Streamliners for Answer Set Programming
Source: arXiv:2604.19251v1
Type: Cross
Abstract: Streamliner constraints reduce the search space of combinatorial problems by ruling out portions of the solution space. We adapt the StreamLLM approach, which uses Large Language Models (LLMs) to generate streamliners for Constraint Programming, to Answer Set Programming (ASP).
Introduction
Answer Set Programming (ASP) is a prominent paradigm in the field of artificial intelligence that is particularly suited for solving combinatorial problems. The efficiency of ASP can often be hampered by the vastness of the solution space. To address this challenge, researchers have devised innovative techniques aimed at reducing the search space. One such technique involves the use of streamliner constraints, which effectively eliminate certain portions of the solution space, thereby streamlining the problem-solving process.
Methodology
The recent adaptation of the StreamLLM approach employs Large Language Models (LLMs) to generate these streamliners specifically for ASP. This process begins with an ASP encoding along with a few small training instances. The methodology can be summarized as follows:
- Prompting multiple LLMs to propose candidate constraints based on the provided ASP encoding.
- Discarding candidates that lead to syntax errors, make satisfiable instances unsatisfiable, or degrade performance across all training instances.

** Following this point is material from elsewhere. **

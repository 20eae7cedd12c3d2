pub mod events;
pub mod money;

pub use events::{OrderEvent, OrderEventType, OrderItemSummary};
pub use money::round_money;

- Evaluating the surviving streamliners alongside the original encoding to assess their efficacy.
Results
The results obtained from this methodology were promising. A Virtual Best Encoding (VBE) was introduced, which for each instance selects the fastest option among the original encoding and its streamlined variants. Notably, the VBE achieved remarkable speedups of up to 4–5 times over the original encoding when evaluated on three well-known ASP Competition benchmarks:
- Partner Units Problem
- Sokoban
- Towers of Hanoi
This significant enhancement in performance indicates that the streamliner constraints have positively impacted the efficiency of the ASP solving process.
Discussion
One of the intriguing findings from this research is that different LLMs produced semantically diverse constraints rather than simply generating syntactic variations. This suggests that the approach effectively captures genuine structural insights into the problem, paving the way for more sophisticated and efficient ASP solutions.
Conclusion
The adaptation of Large Language Models for generating streamliner constraints marks a significant advancement in the field of Answer Set Programming. By reducing the search space and improving problem-solving efficiency, this approach not only enhances the performance of ASP solvers but also underscores the potential of integrating AI with traditional programming paradigms. Future work will likely explore further refinements to the methodology and its application to a broader range of combinatorial problems.